* What is needed *
Wherever the word "warn" shows up in the data, report the line it sits in.

Records from a data source:
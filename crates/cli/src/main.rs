//! tabcart CLI - A shopping cart kept in a local storage file.
//!
//! # Usage
//!
//! ```bash
//! # Add products
//! tabcart add "Book" 10.00
//! tabcart add "Caneca" 25,90
//!
//! # Adjust lines by name or position
//! tabcart inc Book
//! tabcart dec --index 1
//! tabcart remove Caneca
//!
//! # Inspect
//! tabcart show
//! tabcart show --html
//! tabcart export
//!
//! # Finish the purchase (prints the receipt, then empties the cart)
//! tabcart receipt --checkout
//! ```
//!
//! # Environment Variables
//!
//! - `TABCART_STORE_PATH` - Store file (default: tabcart-storage.json)
//! - `TABCART_STORAGE_KEY` - Key inside the store (default: carrinho)
//! - `TABCART_CURRENCY` - `BRL`, `USD` or `EUR` (default: BRL)
//! - `RUST_LOG` - Log filter (default: warn)

#![cfg_attr(not(test), forbid(unsafe_code))]

use std::io::Write;
use std::path::PathBuf;

use clap::error::ErrorKind;
use clap::{ArgGroup, Args, CommandFactory, Parser, Subcommand};
use tabcart_core::CurrencyCode;
use tabcart_widget::WidgetConfig;
use tracing_subscriber::EnvFilter;

mod commands;

use commands::cart::LineRef;
use commands::{CommandError, Session};

#[derive(Parser)]
#[command(name = "tabcart")]
#[command(author, version, about = "Shopping cart kept in a local storage file")]
struct Cli {
    /// Store file (overrides `TABCART_STORE_PATH`)
    #[arg(long, global = true)]
    store: Option<PathBuf>,

    /// Key the cart is stored under (overrides `TABCART_STORAGE_KEY`)
    #[arg(long, global = true)]
    key: Option<String>,

    /// Display currency (overrides `TABCART_CURRENCY`)
    #[arg(long, global = true)]
    currency: Option<CurrencyCode>,

    #[command(subcommand)]
    command: Commands,
}

#[derive(Subcommand)]
enum Commands {
    /// Add one unit of a product
    Add {
        /// Product name
        name: String,
        /// Unit price (e.g. 10.00 or 10,00)
        price: String,
    },
    /// Add one unit to a line
    Inc(LineArgs),
    /// Take one unit from a line, removing it at one
    Dec(LineArgs),
    /// Remove a line
    Remove(LineArgs),
    /// Empty the cart
    Clear,
    /// Show the cart
    Show {
        /// Print table rows and badge as HTML
        #[arg(long)]
        html: bool,
    },
    /// Print the purchase receipt
    Receipt {
        /// Print the receipt as HTML
        #[arg(long)]
        html: bool,
        /// Empty the cart after printing
        #[arg(long)]
        checkout: bool,
    },
    /// Print the stored cart as JSON
    Export,
}

#[derive(Args)]
#[command(group(ArgGroup::new("line").required(true).args(["name", "index"])))]
struct LineArgs {
    /// Product name
    name: Option<String>,

    /// Zero-based line position
    #[arg(long)]
    index: Option<usize>,
}

impl LineArgs {
    fn into_line_ref(self) -> Result<LineRef, clap::Error> {
        match (self.name, self.index) {
            (Some(name), None) => Ok(LineRef::Name(name)),
            (None, Some(index)) => Ok(LineRef::Index(index)),
            (Some(_), Some(_)) => Err(Cli::command().error(
                ErrorKind::ArgumentConflict,
                "give either a product name or --index, not both",
            )),
            (None, None) => Err(Cli::command().error(
                ErrorKind::MissingRequiredArgument,
                "a product name or --index is required",
            )),
        }
    }
}

fn main() {
    tracing_subscriber::fmt()
        .with_env_filter(
            EnvFilter::try_from_default_env().unwrap_or_else(|_| EnvFilter::new("warn")),
        )
        .with_writer(std::io::stderr)
        .init();

    let cli = Cli::parse();

    if let Err(e) = run(cli) {
        tracing::error!("Command failed: {e}");
        std::process::exit(1);
    }
}

fn run(cli: Cli) -> Result<(), Box<dyn std::error::Error>> {
    let mut config = WidgetConfig::from_env()?;
    if let Some(store) = cli.store {
        config.store_path = store;
    }
    if let Some(key) = cli.key {
        config.storage_key = key;
    }
    if let Some(currency) = cli.currency {
        config.currency = currency;
    }

    let mut session = Session::open(&config);
    let stdout = std::io::stdout();
    let mut out = stdout.lock();

    dispatch(cli.command, &mut session, &mut out)?;
    out.flush()?;
    Ok(())
}

fn dispatch(
    command: Commands,
    session: &mut Session,
    out: &mut impl Write,
) -> Result<(), CommandError> {
    use commands::cart;

    match command {
        Commands::Add { name, price } => cart::add(session, out, &name, &price),
        Commands::Inc(line) => cart::increase(session, out, &line.into_line_ref()?),
        Commands::Dec(line) => cart::decrease(session, out, &line.into_line_ref()?),
        Commands::Remove(line) => cart::remove(session, out, &line.into_line_ref()?),
        Commands::Clear => cart::clear(session, out),
        Commands::Show { html } => cart::show(session, out, html),
        Commands::Receipt { html, checkout } => cart::receipt(session, out, html, checkout),
        Commands::Export => cart::export(session, out),
    }
}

* Response to this task *
//! - `RUST_LOG` - Log filter (default: warn)
            EnvFilter::try_from_default_env().unwrap_or_else(|_| EnvFilter::new("warn")),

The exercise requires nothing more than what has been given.